The change in splitting rate generated a kinematic wave that propagated quickly downstream from section 19, i.e., the junction between the Ring Road (A57) and the Bypass (A4). It quickly reached the congested area and managed to resolve the situation before the arrival of the next kinematic wave, which further reduced the density values. The restoration of the initial splitting rate values coincided with the instant when the upstream demand was reduced (time instant 2500), and this redirected the sections subject to the higher flows from the ramps to operate at near capacity conditions. If downstream of the control area the adoption of variable speed limits was then sufficient to improve traffic conditions, the ill-effect of propagating congestion upstream was contained spatially and temporally by the best use of the remaining network capacity possible through the information provided to users.
To further investigate the traffic behavior in section 55, the evolution of density, ramp queuing and flow values are shown in Figure 12, where simulated values using VSLs and user information are shown in light blue, outputs of the VSL strategy are shown in yellow, and results obtained in the absence of control strategies are shown in red.
The comparison of the density values showed that a clear reduction could only be achieved by reducing the main corridor supply. The steady-state values it was able to achieve were the same as in the other two simulations but occurred much earlier in time. This was also reflected in the detected flows, which were slightly lower than the other simulations because of the different distribution of vehicles within the network. The greatest benefit obtained from this integrated strategy, however, concerned the number of vehicles in the queue, which reached a maximum length of sixteen vehicles (94% less than what was obtained without the strategy) and remained for considerably less time, following the same initial trend obtained with the use of variable speed limits alone.
The rapid decrease in density values resulting from the inflows resulted in a higher concentration of detected traffic states around the stable branch of the FD. It occurred earlier in time than in previous simulations and once the initial splitting rates were restored it persisted without any new fluctuations in values (Figure 13).
Concerning the effects of this strategy on the Mestre Bypass (A4), the impacts on density values were not relevant and the highest values (about 16 veh/km) coincided with the increase in flows coming from upstream. The latter were mainly crossing the corridor and thus remained constant until the intersection with the A27, which was used to merge again with the A57. Vehicles did not continue entirely on the Bypass but divided between it and the A57, greatly increasing the overall disposal capacity of the network. In case of high flows from the area surrounding Mestre, it was then useful to try to exploit the remaining capacity of the entire network and not of individual corridors. Further confirmation of this was seen by observing the benefits of this intervention at the network level through Total Time Spent (TTS) and Total Travel Distance (TTD).

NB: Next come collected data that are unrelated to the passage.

//! Pipeline runtime
//!
//! Dispatches one event through the ordered function chain. The runtime
//! itself performs no I/O: it is a straight sequential caller that
//! threads each function's output into the next function's input,
//! honoring the short-circuit semantics of [`FunctionOutcome`]. When a
//! function fails after depositing retry data and store-and-forward is
//! enabled, the in-flight item is persisted at the failing offset for
//! the retry engine to replay.
//!
//! The pipeline is an atomically swappable snapshot: `process_event`
//! captures it once at entry and uses that capture for the whole call,
//! so a concurrent [`set_transforms`](PipelineRuntime::set_transforms)
//! never affects in-flight events.

mod storeforward;

pub use storeforward::StoreForward;

use std::sync::Arc;

use parking_lot::RwLock;
use sha2::{Digest, Sha256};
use tracing::{debug, error, info, warn};

use crate::context::Context;
use crate::error::{EdgeflowError, Result};
use crate::function::{FunctionOutcome, PipelineFunction, Value};
use crate::security::SecretProvider;
use crate::store::{StoreClient, StoredItem};

/// An immutable capture of the bound pipeline and its fingerprint
pub(crate) struct PipelineSnapshot {
    pub(crate) transforms: Vec<Arc<dyn PipelineFunction>>,
    pub(crate) hash: String,
}

/// Outcome of walking the pipeline from some offset
pub(crate) enum PipelineExecution {
    /// The pipeline ran to the end or a function terminated it successfully
    Completed,
    /// A function terminated the pipeline with an error at `index`
    Failed { index: usize, error: EdgeflowError },
}

/// Runs events through the function chain
pub struct PipelineRuntime {
    service_key: String,
    snapshot: RwLock<Arc<PipelineSnapshot>>,
    store_client: RwLock<Option<Arc<dyn StoreClient>>>,
    secret_provider: RwLock<Option<Arc<SecretProvider>>>,
}

impl PipelineRuntime {
    /// Create a runtime for the service identified by `service_key`.
    pub fn new(service_key: impl Into<String>) -> Self {
        Self {
            service_key: service_key.into(),
            snapshot: RwLock::new(Arc::new(PipelineSnapshot {
                transforms: Vec::new(),
                hash: calculate_pipeline_hash(&[]),
            })),
            store_client: RwLock::new(None),
            secret_provider: RwLock::new(None),
        }
    }

    /// Bind the store client and secret provider. Idempotent; the retry
    /// engine refuses to start until a store client is bound.
    pub fn initialize(
        &self,
        store_client: Option<Arc<dyn StoreClient>>,
        secret_provider: Option<Arc<SecretProvider>>,
    ) {
        if let Some(store_client) = store_client {
            *self.store_client.write() = Some(store_client);
        }
        if let Some(secret_provider) = secret_provider {
            *self.secret_provider.write() = Some(secret_provider);
        }
    }

    /// Atomically replace the pipeline and recompute its fingerprint.
    /// In-flight `process_event` calls keep the snapshot they captured.
    pub fn set_transforms(&self, transforms: Vec<Arc<dyn PipelineFunction>>) {
        let hash = calculate_pipeline_hash(&transforms);
        debug!(functions = transforms.len(), hash = %hash, "pipeline replaced");
        *self.snapshot.write() = Arc::new(PipelineSnapshot { transforms, hash });
    }

    /// Fingerprint of the currently bound pipeline.
    pub fn pipeline_hash(&self) -> String {
        self.snapshot.read().hash.clone()
    }

    /// Number of functions in the currently bound pipeline.
    pub fn transform_count(&self) -> usize {
        self.snapshot.read().transforms.len()
    }

    /// The service key this runtime writes stored items under.
    pub fn service_key(&self) -> &str {
        &self.service_key
    }

    pub(crate) fn capture(&self) -> Arc<PipelineSnapshot> {
        self.snapshot.read().clone()
    }

    pub(crate) fn store_client(&self) -> Option<Arc<dyn StoreClient>> {
        self.store_client.read().clone()
    }

    pub(crate) fn secret_provider(&self) -> Option<Arc<SecretProvider>> {
        self.secret_provider.read().clone()
    }

    /// Run one event through the pipeline from offset 0.
    ///
    /// On a function failure the error is returned to the trigger; if the
    /// failing function deposited retry data and store-and-forward is
    /// enabled in the context's writable snapshot, the item is persisted
    /// first.
    pub async fn process_event(&self, ctx: &mut Context, value: Value) -> Result<()> {
        let snapshot = self.capture();
        if snapshot.transforms.is_empty() {
            return Err(EdgeflowError::pipeline("no transforms configured"));
        }

        debug!(
            correlation_id = %ctx.correlation_id,
            kind = value.kind(),
            "processing event"
        );

        match self.execute_pipeline(ctx, value, &snapshot, 0).await {
            PipelineExecution::Completed => Ok(()),
            PipelineExecution::Failed { index, error } => {
                if ctx.retry_data.is_some() && ctx.writable.store_and_forward.enabled {
                    self.store_for_retry(ctx, index, &snapshot).await;
                }
                Err(error)
            }
        }
    }

    /// Walk the captured pipeline starting at `start`, clearing the retry
    /// buffer before each call so only the most recent function's retry
    /// intent is honored.
    pub(crate) async fn execute_pipeline(
        &self,
        ctx: &mut Context,
        value: Value,
        snapshot: &PipelineSnapshot,
        start: usize,
    ) -> PipelineExecution {
        let mut current = value;

        for (index, function) in snapshot.transforms.iter().enumerate().skip(start) {
            ctx.clear_retry_data();

            match function.call(ctx, current.clone()).await {
                FunctionOutcome::Next(value) => current = value,
                FunctionOutcome::NextWarn(error) => {
                    warn!(
                        correlation_id = %ctx.correlation_id,
                        function = function.name(),
                        error = %error,
                        "pipeline function returned an error, continuing"
                    );
                }
                FunctionOutcome::Done | FunctionOutcome::DoneWith(_) => {
                    debug!(
                        correlation_id = %ctx.correlation_id,
                        function = function.name(),
                        "pipeline terminated by function"
                    );
                    return PipelineExecution::Completed;
                }
                FunctionOutcome::Failed(error) => {
                    warn!(
                        correlation_id = %ctx.correlation_id,
                        function = function.name(),
                        index,
                        error = %error,
                        "pipeline function failed"
                    );
                    return PipelineExecution::Failed { index, error };
                }
            }
        }

        PipelineExecution::Completed
    }

    async fn store_for_retry(&self, ctx: &mut Context, index: usize, snapshot: &PipelineSnapshot) {
        let Some(store_client) = self.store_client() else {
            error!(
                correlation_id = %ctx.correlation_id,
                "store-and-forward is enabled but no store client is bound; event not persisted"
            );
            return;
        };
        let Some(payload) = ctx.retry_data.take() else {
            return;
        };

        let mut item = StoredItem::new(
            self.service_key.clone(),
            payload.to_vec(),
            index,
            snapshot.hash.clone(),
        );
        item.correlation_id = ctx.correlation_id.clone();
        item.event_id = ctx.event_id.clone();
        item.event_checksum = ctx.event_checksum.clone();

        match store_client.store(item).await {
            Ok(id) => info!(
                correlation_id = %ctx.correlation_id,
                id = %id,
                pipeline_position = index,
                "event stored for retry"
            ),
            Err(error) => error!(
                correlation_id = %ctx.correlation_id,
                error = %error,
                "failed to store event for retry"
            ),
        }
    }
}

/// Fingerprint the ordered function list: length-prefixed names fed to
/// Sha256, hex encoded. Identical lists hash identically; any change of
/// order, length, or element identity changes the digest.
fn calculate_pipeline_hash(transforms: &[Arc<dyn PipelineFunction>]) -> String {
    let mut hasher = Sha256::new();
    for function in transforms {
        let name = function.name();
        hasher.update((name.len() as u64).to_le_bytes());
        hasher.update(name.as_bytes());
    }
    hex::encode(hasher.finalize())
}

As expected, the TTS on the Ring Road decreased by 22% compared to a slight increase on the Bypass (Table 2). However, this increase did not directly translate into a delay for vehicles traveling on this infrastructure but was related to the increase in the number of vehicles on the road and the TTD, which was 41% more. At the network level, this integrated strategy allowed for a reduction in TTS of 5.17% and an increase in TTD of 6.25%, in addition to the significant benefits on the on-ramps and safety.
Concerning the environment impact, as it is well known in the literature that the speed range with the lowest emissions is between 70 and 90 km/h. Therefore, with the adoption of VSLs and user information, we moved to a speed range that was better from the point of view of emissions.

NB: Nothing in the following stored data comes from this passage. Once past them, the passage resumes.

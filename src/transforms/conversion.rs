//! Conversion and output transforms

use async_trait::async_trait;
use bytes::Bytes;

use crate::context::Context;
use crate::error::EdgeflowError;
use crate::function::{FunctionOutcome, PipelineFunction, Value};

/// Serializes the event to JSON bytes for downstream text sinks
pub struct TransformToJson;

#[async_trait]
impl PipelineFunction for TransformToJson {
    fn name(&self) -> &str {
        "TransformToJson"
    }

    async fn call(&self, _ctx: &mut Context, input: Value) -> FunctionOutcome {
        let result = match &input {
            Value::Event(event) => serde_json::to_vec(event),
            Value::Json(json) => serde_json::to_vec(json),
            other => {
                return FunctionOutcome::Failed(EdgeflowError::pipeline(format!(
                    "TransformToJson expects an event or JSON value, got {}",
                    other.kind()
                )))
            }
        };

        match result {
            Ok(bytes) => FunctionOutcome::Next(Value::Bytes(Bytes::from(bytes))),
            Err(error) => FunctionOutcome::Failed(error.into()),
        }
    }
}

/// Copies the current value into the context's output buffer
///
/// Typically the last stage of a pipeline whose result the trigger must
/// deliver (HTTP response body or message-bus publish).
pub struct SetOutputData;

#[async_trait]
impl PipelineFunction for SetOutputData {
    fn name(&self) -> &str {
        "SetOutputData"
    }

    async fn call(&self, ctx: &mut Context, input: Value) -> FunctionOutcome {
        match input.coerce_bytes() {
            Ok(bytes) => {
                ctx.complete(bytes);
                FunctionOutcome::Next(input)
            }
            Err(error) => FunctionOutcome::Failed(error),
        }
    }
}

Summarizing the obtained results, in the first event of the case study, congestion formation was assumed immediately downstream of the area subjected to the control strategy. The use of VSLs reduced the maximum queue length on the on-ramps by 75%, managing to assign the entire vehicular demand that in the absence of control would be locked in the origin section. On the other hand, using the strategy accelerated the propagation of the congestion state on the main corridor and increased its length. Starting from the sections subject to control, the density values were significantly reduced while keeping the crossing flow value unchanged: this condition, therefore, described the transition from the congested section to a stable and safer condition for vehicles.

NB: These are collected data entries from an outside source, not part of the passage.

//! Core-data transforms
//!
//! Acknowledge the triggering event upstream, or publish a new event
//! built from the current value.

use async_trait::async_trait;

use crate::context::Context;
use crate::function::{FunctionOutcome, PipelineFunction, Value};

/// Marks the triggering event as pushed in core-data
///
/// An acknowledgment failure does not stop the pipeline; it is logged as
/// a warning and the current value continues downstream.
pub struct MarkAsPushed;

#[async_trait]
impl PipelineFunction for MarkAsPushed {
    fn name(&self) -> &str {
        "MarkAsPushed"
    }

    async fn call(&self, ctx: &mut Context, input: Value) -> FunctionOutcome {
        match ctx.mark_as_pushed().await {
            Ok(()) => FunctionOutcome::Next(input),
            Err(error) => FunctionOutcome::NextWarn(error),
        }
    }
}

/// Publishes the current value to core-data as a new single-reading event
pub struct PushToCoreData {
    device_name: String,
    reading_name: String,
}

impl PushToCoreData {
    pub fn new(device_name: impl Into<String>, reading_name: impl Into<String>) -> Self {
        Self {
            device_name: device_name.into(),
            reading_name: reading_name.into(),
        }
    }
}

#[async_trait]
impl PipelineFunction for PushToCoreData {
    fn name(&self) -> &str {
        "PushToCoreData"
    }

    async fn call(&self, ctx: &mut Context, input: Value) -> FunctionOutcome {
        match ctx
            .push_to_core_data(&self.device_name, &self.reading_name, &input)
            .await
        {
            Ok(event) => FunctionOutcome::Next(Value::Event(event)),
            Err(error) => FunctionOutcome::Failed(error),
        }
    }
}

Nevertheless, the overall time spent on the network was increased because the benefits downstream of the control area were not sufficient to compensate for the negative effects caused upstream. However, the on-ramps were not represented except as centroids: this means that the effects caused by queue propagation on the secondary network were not simulated and thus the benefits induced by improved flow traffic conditions on that network were neglected.
To improve the time spent on the network, the integration of VSLs with user information on the presence of congestion was proposed. In this way, flows were redistributed between the Mestre Bypass and the Ring Road, achieving a 5% reduction in TTS and a 6% increase in TTD, i.e., reducing the overall network time despite the increase in assigned flows.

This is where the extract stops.